The daughter of Look magazine photog John Vachon, Christine grew up on the Upper West Side and studied semiotics at Brown. Relocating to New York after graduation, she landed her first job as an unpaid intern on the set of the 1983 doc Far from Poland. After assistant-directing a few long-forgotten features, in 1986 she worked on her first movie to gain any real notice, Bill Sherwood's AIDS tale Parting Glances, starring Steve Buscemi. She moved into producing the following year with Apparatus Films, which was responsible for several standouts of the early '90s' so-called New Queer Cinema movement, including 1991's Poison, directed by her Brown classmate Todd Haynes; 1992's Swoon; and 1994's first-of-its-kind lesbo rom-com Go Fish, directed by Rose Troche.

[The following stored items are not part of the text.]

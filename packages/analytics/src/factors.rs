//! Predictive factor derivation.
//!
//! Turns a [`NeighborhoodProfile`] and its nearby amenities into a
//! [`FactorSet`]. Proximity lookups are the only I/O; if one fails, the
//! factors that depend on it fall back to the configured neutral value
//! and a [`FactorWarning`] is recorded instead of failing the call.
//!
//! # Input defaults
//!
//! Raw profile attributes are sanitized once, before any factor math:
//!
//! | Field            | Invalid when              | Replacement                  |
//! |------------------|---------------------------|------------------------------|
//! | `avg_rent`       | negative or not finite    | unknown: no rent pressure    |
//! | `safety_score`   | not finite                | 5.0                          |
//! | `safety_score`   | outside `[0, 10]`         | clamped                      |
//! | `transit_score`  | not finite                | 50.0                         |
//! | `transit_score`  | outside `[0, 100]`        | clamped                      |

use hood_map_amenity_models::{AmenityCategory, AmenityKind, SchoolType};
use hood_map_analytics_models::{FactorComputation, FactorSet, FactorWarning, FallbackFactor};
use hood_map_neighborhood_models::NeighborhoodProfile;
use hood_map_spatial::{NearbyAmenity, ProximityIndex, SpatialError};

use crate::config::{EducationWeights, EngineConfig, InfrastructureWeights};
use crate::{AnalyticsError, ratio_or_zero};

const NEUTRAL_SAFETY_SCORE: f64 = 5.0;
const NEUTRAL_TRANSIT_SCORE: f64 = 50.0;

/// Rent below this adds gentrification pressure.
const LOW_RENT_THRESHOLD: f64 = 20_000.0;
const LOW_RENT_PRESSURE: f64 = 0.3;
const SAFE_AREA_THRESHOLD: f64 = 6.0;
const SAFE_AREA_PRESSURE: f64 = 0.2;
const TRANSIT_THRESHOLD: f64 = 70.0;
const TRANSIT_PRESSURE: f64 = 0.2;
const INFRASTRUCTURE_PRESSURE_WEIGHT: f64 = 0.3;

/// Profile attributes after the defaults table above has been applied.
#[derive(Debug, Clone, Copy, PartialEq)]
pub struct SanitizedInputs {
    /// `None` when the rent is unknown.
    pub avg_rent: Option<f64>,
    /// `[0, 10]`
    pub safety_score: f64,
    /// `[0, 100]`
    pub transit_score: f64,
}

impl SanitizedInputs {
    /// Applies the input defaults table to a profile.
    #[must_use]
    pub fn from_profile(neighborhood: &NeighborhoodProfile) -> Self {
        let avg_rent = (neighborhood.avg_rent.is_finite() && neighborhood.avg_rent >= 0.0)
            .then_some(neighborhood.avg_rent);
        if avg_rent.is_none() {
            log::debug!(
                "Neighborhood {} has unusable avg_rent {}, ignoring rent pressure",
                neighborhood.id,
                neighborhood.avg_rent
            );
        }

        Self {
            avg_rent,
            safety_score: finite_or(neighborhood.safety_score, NEUTRAL_SAFETY_SCORE)
                .clamp(0.0, 10.0),
            transit_score: finite_or(neighborhood.transit_score, NEUTRAL_TRANSIT_SCORE)
                .clamp(0.0, 100.0),
        }
    }
}

fn finite_or(value: f64, default: f64) -> f64 {
    if value.is_finite() { value } else { default }
}

/// Computes the factor set for a neighborhood, recording any fallbacks.
///
/// The school and health facility lookups run concurrently.
///
/// # Errors
///
/// Returns [`AnalyticsError::InvalidCoordinate`] if the neighborhood's
/// position is out of range. Proximity index failures do not error.
pub async fn compute_factors(
    index: &ProximityIndex,
    config: &EngineConfig,
    neighborhood: &NeighborhoodProfile,
) -> Result<FactorComputation, AnalyticsError> {
    neighborhood.position.validate()?;

    let (schools, facilities) = futures::join!(
        index.nearby(
            neighborhood.position,
            config.radii.school_m,
            AmenityCategory::School,
        ),
        index.nearby(
            neighborhood.position,
            config.radii.health_facility_m,
            AmenityCategory::HealthFacility,
        ),
    );

    let schools: Result<Vec<NearbyAmenity>, SpatialError> = schools.map(Iterator::collect);
    let facilities: Result<Vec<NearbyAmenity>, SpatialError> = facilities.map(Iterator::collect);

    let mut warnings = Vec::new();
    let neutral = config.neutral_factor;

    let infrastructure_score = match (&schools, &facilities) {
        (Ok(schools), Ok(facilities)) => infrastructure_score(
            operational_count(schools),
            operational_count(facilities),
            &config.infrastructure,
        ),
        (Err(e), _) | (_, Err(e)) => {
            warnings.push(fallback(
                neighborhood,
                FallbackFactor::Infrastructure,
                neutral,
                e,
            ));
            neutral
        }
    };

    let education_factor = match &schools {
        Ok(schools) => education_factor(
            schools
                .iter()
                .filter(|n| n.amenity.is_operational())
                .filter_map(|n| school_type(&n.amenity.kind)),
            &config.education,
        ),
        Err(e) => {
            warnings.push(fallback(neighborhood, FallbackFactor::Education, neutral, e));
            neutral
        }
    };

    let inputs = SanitizedInputs::from_profile(neighborhood);

    let factors = FactorSet {
        infrastructure_score,
        safety_trend: safety_trend(inputs.safety_score),
        education_factor,
        transport_factor: transport_factor(inputs.transit_score),
        economic_growth: config.economic_growth.lookup(&neighborhood.region),
        supply_demand: config
            .supply_demand
            .lookup(neighborhood.affordability_category),
        gentrification_pressure: gentrification_pressure(&inputs, infrastructure_score),
    }
    .clamped();

    log::debug!("Factors for neighborhood {}: {factors:?}", neighborhood.id);

    Ok(FactorComputation { factors, warnings })
}

fn fallback(
    neighborhood: &NeighborhoodProfile,
    factor: FallbackFactor,
    default_value: f64,
    error: &SpatialError,
) -> FactorWarning {
    log::warn!(
        "Proximity lookup failed for neighborhood {}; using neutral {factor} value {default_value}: {error}",
        neighborhood.id
    );
    FactorWarning {
        factor,
        default_value,
        reason: error.to_string(),
    }
}

pub(crate) fn operational_count(nearby: &[NearbyAmenity]) -> u32 {
    u32::try_from(nearby.iter().filter(|n| n.amenity.is_operational()).count())
        .unwrap_or(u32::MAX)
}

pub(crate) const fn school_type(kind: &AmenityKind) -> Option<SchoolType> {
    match kind {
        AmenityKind::School(t) => Some(*t),
        _ => None,
    }
}

/// Weighted school and health facility coverage, `[0, 1]`.
#[must_use]
pub fn infrastructure_score(
    school_count: u32,
    facility_count: u32,
    weights: &InfrastructureWeights,
) -> f64 {
    let school_score = ratio_or_zero(
        f64::from(school_count),
        f64::from(weights.school_saturation),
    )
    .min(1.0);
    let health_score = ratio_or_zero(
        f64::from(facility_count),
        f64::from(weights.facility_saturation),
    )
    .min(1.0);

    weights
        .school_weight
        .mul_add(school_score, weights.health_weight * health_score)
        .clamp(0.0, 1.0)
}

/// Sum of per-school quality weights, capped at 1.
#[must_use]
pub fn education_factor(
    schools: impl IntoIterator<Item = SchoolType>,
    weights: &EducationWeights,
) -> f64 {
    schools
        .into_iter()
        .map(|t| match t {
            SchoolType::Secondary => weights.secondary,
            SchoolType::Combined => weights.combined,
            SchoolType::Primary => weights.primary,
            SchoolType::Other => weights.other,
        })
        .sum::<f64>()
        .clamp(0.0, 1.0)
}

/// Expected safety trajectory from a `[0, 10]` safety score.
#[must_use]
pub fn safety_trend(safety_score: f64) -> f64 {
    let base = safety_score / 10.0;
    let trend: f64 = if base > 0.7 {
        0.1
    } else if base > 0.5 {
        0.05
    } else {
        -0.05
    };
    let (lo, hi) = FactorSet::SAFETY_TREND_RANGE;
    trend.clamp(lo, hi)
}

/// Tiered transit premium from a `[0, 100]` transit score.
#[must_use]
pub fn transport_factor(transit_score: f64) -> f64 {
    let norm = transit_score / 100.0;
    if norm > 0.8 {
        0.15
    } else if norm > 0.6 {
        0.10
    } else if norm > 0.4 {
        0.05
    } else {
        0.0
    }
}

/// Heuristic gentrification pressure, `[0, 1]`.
#[must_use]
pub fn gentrification_pressure(inputs: &SanitizedInputs, infrastructure_score: f64) -> f64 {
    let mut pressure = 0.0;

    if inputs.avg_rent.is_some_and(|rent| rent < LOW_RENT_THRESHOLD) {
        pressure += LOW_RENT_PRESSURE;
    }
    if inputs.safety_score > SAFE_AREA_THRESHOLD {
        pressure += SAFE_AREA_PRESSURE;
    }
    if inputs.transit_score > TRANSIT_THRESHOLD {
        pressure += TRANSIT_PRESSURE;
    }
    pressure += infrastructure_score * INFRASTRUCTURE_PRESSURE_WEIGHT;

    pressure.clamp(0.0, 1.0)
}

Vachon dissolved Apparatus after Fish and founded Killer Films with Pamela Koffler in 1995. Teaming up with Lauren Zalaznick, Killer promptly scored its first hit with Larry Clark's Kids, a shockingly frank portrait of a 17 -year-old slacker bent on infecting teenage virgins with HIV. Thus commenced Killer's golden age, in which the company put out a string of indie hits, often about sexual outsiders, including Todd Solondz's Happiness, Velvet Goldmine, Boys Don't Cry (which won Hilary Swank a Best Actress Oscar), John Cameron Mitchell's Hedwig and the Angry Inch, and Far from Heaven.

Of note

While Vachon reigned supreme at the indie box office in the late 1990s and early '00s, she has endured an uncharacteristic drought since 2002's Far From Heaven. Movies like A Home at the End of the World, Infamous, The Notorious Bettie Page, and the Todd Haynes-directed Bob Dylan biopic I'm Not There have attracted neither the critical swooning nor the cult followings of earlier Killer flicks; and the Showtime version of Ira Glass's This American Life—Vachon's first foray into television production—has only been a middling success. Vachon will have a chance to recapture her fin de siecle glory with the comedy Motherhood starring Uma Thurman and Minnie Driver; Gigantic with Paul Dano and Zooey Deschanel; Cracks with Eva Green; Cairo Time with Patricia Clarkson; and a new TV project with Isaac Mizrahi. Meanwhile, the larger, earlier Killer oeuvre remains actively treasured: In 2005, MoMA put on a retrospective called "Swoon: Ten Years of Killer Films."

In print

Vachon has written a few books about indie cinema, including 1998's Shooting to Kill with New York film critic David Edelstein, and 2006's A Killer Life: How an Independent Film Producer Survives Deals and Disasters in Hollywood and Beyond.

Personal

Don't expect much film industry glamour from Vachon—the butchy producer is notoriously frumpy. Vachon met her partner, Marlene McCarty, while working on Swoon. (McCarty, a graphic designer, created the title credits for the film.) They have an adopted daughter named Guthrie and live in the East Village.

Family ties

Christine's brother is Michael Vachon, financier George Soros's political advisor.